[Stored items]
+++

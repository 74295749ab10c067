use super::lock::split_row_keys;
use crate::error::{Error, Result};

use async_trait::async_trait;
use serde_derive::{Deserialize, Serialize};
use std::collections::HashMap;
use std::sync::atomic::{AtomicI64, Ordering};
use std::sync::Mutex;

/// Branch transaction modes. Only AT branches are registered by the proxy.
#[derive(Clone, Copy, Debug, PartialEq, Eq, Serialize, Deserialize)]
pub enum BranchType {
    AT,
    TCC,
    Saga,
}

/// A request to register a branch of a global transaction
#[derive(Clone, Debug, PartialEq, Serialize, Deserialize)]
pub struct BranchRegisterRequest {
    /// The proxy's own address, for the coordinator to call back on
    pub addressing: String,
    pub xid: String,
    pub resource_id: String,
    pub lock_key: String,
    pub branch_type: BranchType,
    pub application_data: Option<Vec<u8>>,
    pub is_async: bool,
}

/// The transaction coordinator. Owns global transaction state and the
/// distributed row lock table.
#[async_trait]
pub trait Coordinator: Send + Sync {
    /// Registers a branch and acquires its row locks, returning the branch ID.
    /// Errors with `Error::LockConflict` if another global transaction holds
    /// any of the rows.
    async fn branch_register_local(&self, request: BranchRegisterRequest) -> Result<i64>;

    /// Checks whether the rows are free of locks held by other global
    /// transactions.
    async fn is_lockable(&self, xid: &str, resource_id: &str, lock_key: &str) -> Result<bool>;
}

/// A registered branch, as tracked by the local coordinator
#[derive(Clone, Debug, PartialEq)]
pub struct BranchRecord {
    pub branch_id: i64,
    pub resource_id: String,
    pub lock_key: String,
}

/// An in-process coordinator with a row lock table. Branch IDs start at 1, so
/// 0 never names a branch.
#[derive(Debug)]
pub struct LocalCoordinator {
    next_branch_id: AtomicI64,
    /// (resource_id, row key) -> holding xid
    locks: Mutex<HashMap<(String, String), String>>,
    branches: Mutex<HashMap<String, Vec<BranchRecord>>>,
}

impl LocalCoordinator {
    pub fn new() -> Self {
        Self {
            next_branch_id: AtomicI64::new(1),
            locks: Mutex::new(HashMap::new()),
            branches: Mutex::new(HashMap::new()),
        }
    }

    /// Releases every row lock and branch of a global transaction, as its
    /// commit or rollback would.
    pub fn release(&self, xid: &str) -> Result<()> {
        self.locks.lock()?.retain(|_, holder| holder != xid);
        self.branches.lock()?.remove(xid);
        Ok(())
    }

    /// Returns the branches registered for a global transaction
    pub fn branches(&self, xid: &str) -> Result<Vec<BranchRecord>> {
        Ok(self.branches.lock()?.get(xid).cloned().unwrap_or_default())
    }

    /// Returns the first row key held by another global transaction, if any.
    fn conflict(
        locks: &HashMap<(String, String), String>,
        xid: &str,
        resource_id: &str,
        row_keys: &[String],
    ) -> Option<(String, String)> {
        row_keys.iter().find_map(|key| {
            locks
                .get(&(resource_id.to_string(), key.clone()))
                .filter(|holder| holder.as_str() != xid)
                .map(|holder| (key.clone(), holder.clone()))
        })
    }
}

impl Default for LocalCoordinator {
    fn default() -> Self {
        Self::new()
    }
}

#[async_trait]
impl Coordinator for LocalCoordinator {
    async fn branch_register_local(&self, request: BranchRegisterRequest) -> Result<i64> {
        if request.branch_type != BranchType::AT {
            return Err(Error::Registration(format!(
                "unsupported branch type {:?}",
                request.branch_type
            )));
        }
        let row_keys = split_row_keys(&request.lock_key)
            .map_err(|e| Error::Registration(e.to_string()))?;

        let mut locks = self.locks.lock()?;
        if let Some((key, holder)) =
            Self::conflict(&locks, &request.xid, &request.resource_id, &row_keys)
        {
            return Err(Error::LockConflict(format!(
                "global lock on {} of {} is held by {}",
                key, request.resource_id, holder
            )));
        }
        for key in row_keys {
            locks.insert((request.resource_id.clone(), key), request.xid.clone());
        }
        drop(locks);

        let branch_id = self.next_branch_id.fetch_add(1, Ordering::SeqCst);
        self.branches.lock()?.entry(request.xid).or_default().push(BranchRecord {
            branch_id,
            resource_id: request.resource_id,
            lock_key: request.lock_key,
        });
        Ok(branch_id)
    }

    async fn is_lockable(&self, xid: &str, resource_id: &str, lock_key: &str) -> Result<bool> {
        let row_keys = split_row_keys(lock_key)?;
        let locks = self.locks.lock()?;
        Ok(Self::conflict(&locks, xid, resource_id, &row_keys).is_none())
    }
}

+++

## Exercise description
In the answer, the lines from the first line of the data above through the line containing "#[derive(Clone, Debug, PartialEq)]" must appear exactly as written, with nothing else.

## Written answer
repository 74295749ab10c067
use super::lock::split_row_keys;
use crate::error::{Error, Result};

use async_trait::async_trait;
use serde_derive::{Deserialize, Serialize};
use std::collections::HashMap;
use std::sync::atomic::{AtomicI64, Ordering};
use std::sync::Mutex;

/// Branch transaction modes. Only AT branches are registered by the proxy.
#[derive(Clone, Copy, Debug, PartialEq, Eq, Serialize, Deserialize)]
pub enum BranchType {
    AT,
    TCC,
    Saga,
}

/// A request to register a branch of a global transaction
#[derive(Clone, Debug, PartialEq, Serialize, Deserialize)]
pub struct BranchRegisterRequest {
    /// The proxy's own address, for the coordinator to call back on
    pub addressing: String,
    pub xid: String,
    pub resource_id: String,
    pub lock_key: String,
    pub branch_type: BranchType,
    pub application_data: Option<Vec<u8>>,
    pub is_async: bool,
}

/// The transaction coordinator. Owns global transaction state and the
/// distributed row lock table.
#[async_trait]
pub trait Coordinator: Send + Sync {
    /// Registers a branch and acquires its row locks, returning the branch ID.
    /// Errors with `Error::LockConflict` if another global transaction holds
    /// any of the rows.
    async fn branch_register_local(&self, request: BranchRegisterRequest) -> Result<i64>;

    /// Checks whether the rows are free of locks held by other global
    /// transactions.
    async fn is_lockable(&self, xid: &str, resource_id: &str, lock_key: &str) -> Result<bool>;
}

/// A registered branch, as tracked by the local coordinator
#[derive(Clone, Debug, PartialEq)]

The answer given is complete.